Each entry below must appear in the answer exactly as written.

= Beginning of Section =

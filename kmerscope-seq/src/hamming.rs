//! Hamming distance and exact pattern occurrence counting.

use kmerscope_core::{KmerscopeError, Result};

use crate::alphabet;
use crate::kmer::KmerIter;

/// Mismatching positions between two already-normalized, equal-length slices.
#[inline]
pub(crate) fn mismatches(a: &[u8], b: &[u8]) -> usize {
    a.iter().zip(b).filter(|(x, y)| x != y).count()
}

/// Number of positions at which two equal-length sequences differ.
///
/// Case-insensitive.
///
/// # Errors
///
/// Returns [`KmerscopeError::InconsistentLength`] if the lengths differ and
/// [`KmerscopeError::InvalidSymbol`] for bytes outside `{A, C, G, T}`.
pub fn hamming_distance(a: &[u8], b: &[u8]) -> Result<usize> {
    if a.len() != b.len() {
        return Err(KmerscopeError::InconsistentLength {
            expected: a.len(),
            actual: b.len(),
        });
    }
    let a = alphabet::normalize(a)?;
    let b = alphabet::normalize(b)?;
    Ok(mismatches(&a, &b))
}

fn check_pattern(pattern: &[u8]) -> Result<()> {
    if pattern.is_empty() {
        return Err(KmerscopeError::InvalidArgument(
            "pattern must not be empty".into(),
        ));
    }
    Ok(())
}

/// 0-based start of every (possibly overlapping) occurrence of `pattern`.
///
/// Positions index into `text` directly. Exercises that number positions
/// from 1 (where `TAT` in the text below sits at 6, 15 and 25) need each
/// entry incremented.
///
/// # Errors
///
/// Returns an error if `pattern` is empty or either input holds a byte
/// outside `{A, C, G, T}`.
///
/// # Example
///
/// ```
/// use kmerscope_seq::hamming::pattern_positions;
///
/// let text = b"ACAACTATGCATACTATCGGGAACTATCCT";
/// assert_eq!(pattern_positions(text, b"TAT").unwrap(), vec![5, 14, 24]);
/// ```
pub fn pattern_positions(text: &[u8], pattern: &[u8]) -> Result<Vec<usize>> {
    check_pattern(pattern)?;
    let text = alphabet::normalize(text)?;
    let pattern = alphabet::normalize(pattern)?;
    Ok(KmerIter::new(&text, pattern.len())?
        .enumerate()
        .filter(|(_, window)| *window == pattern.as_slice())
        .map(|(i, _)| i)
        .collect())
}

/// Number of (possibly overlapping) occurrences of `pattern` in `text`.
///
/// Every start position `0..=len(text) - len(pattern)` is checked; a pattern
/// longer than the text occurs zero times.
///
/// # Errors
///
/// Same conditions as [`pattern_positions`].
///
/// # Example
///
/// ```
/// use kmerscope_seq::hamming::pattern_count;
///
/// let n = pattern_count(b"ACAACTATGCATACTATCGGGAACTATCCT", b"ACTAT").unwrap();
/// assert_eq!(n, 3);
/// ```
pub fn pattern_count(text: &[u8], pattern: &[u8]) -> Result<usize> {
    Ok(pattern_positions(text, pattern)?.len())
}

= End of Section =

## Solution for this exercise
filename kmerscope-seq/src/hamming.rs
//! Hamming distance and exact pattern occurrence counting.

use kmerscope_core::{KmerscopeError, Result};

use crate::alphabet;
use crate::kmer::KmerIter;

/// Mismatching positions between two already-normalized, equal-length slices.
#[inline]
pub(crate) fn mismatches(a: &[u8], b: &[u8]) -> usize {
    a.iter().zip(b).filter(|(x, y)| x != y).count()
}

/// Number of positions at which two equal-length sequences differ.
///
/// Case-insensitive.
///
/// # Errors
///
/// Returns [`KmerscopeError::InconsistentLength`] if the lengths differ and
/// [`KmerscopeError::InvalidSymbol`] for bytes outside `{A, C, G, T}`.
pub fn hamming_distance(a: &[u8], b: &[u8]) -> Result<usize> {
    if a.len() != b.len() {
        return Err(KmerscopeError::InconsistentLength {
            expected: a.len(),
            actual: b.len(),
        });
    }
    let a = alphabet::normalize(a)?;
    let b = alphabet::normalize(b)?;
    Ok(mismatches(&a, &b))
}

fn check_pattern(pattern: &[u8]) -> Result<()> {
    if pattern.is_empty() {
        return Err(KmerscopeError::InvalidArgument(
            "pattern must not be empty".into(),
        ));
    }
    Ok(())
}

/// 0-based start of every (possibly overlapping) occurrence of `pattern`.
///
/// Positions index into `text` directly. Exercises that number positions
/// from 1 (where `TAT` in the text below sits at 6, 15 and 25) need each
/// entry incremented.
///
/// # Errors
///
/// Returns an error if `pattern` is empty or either input holds a byte
/// outside `{A, C, G, T}`.
///
/// # Example
///
/// ```
/// use kmerscope_seq::hamming::pattern_positions;
///
/// let text = b"ACAACTATGCATACTATCGGGAACTATCCT";
/// assert_eq!(pattern_positions(text, b"TAT").unwrap(), vec![5, 14, 24]);
/// ```
pub fn pattern_positions(text: &[u8], pattern: &[u8]) -> Result<Vec<usize>> {
    check_pattern(pattern)?;
    let text = alphabet::normalize(text)?;
    let pattern = alphabet::normalize(pattern)?;
    Ok(KmerIter::new(&text, pattern.len())?
        .enumerate()
        .filter(|(_, window)| *window == pattern.as_slice())
        .map(|(i, _)| i)
        .collect())
}

/// Number of (possibly overlapping) occurrences of `pattern` in `text`.
///
/// Every start position `0..=len(text) - len(pattern)` is checked; a pattern
/// longer than the text occurs zero times.
///
/// # Errors
///
/// Same conditions as [`pattern_positions`].
///
/// # Example
///
/// ```
/// use kmerscope_seq::hamming::pattern_count;
///
/// let n = pattern_count(b"ACAACTATGCATACTATCGGGAACTATCCT", b"ACTAT").unwrap();
/// assert_eq!(n, 3);
/// ```
pub fn pattern_count(text: &[u8], pattern: &[u8]) -> Result<usize> {
    Ok(pattern_positions(text, pattern)?.len())
}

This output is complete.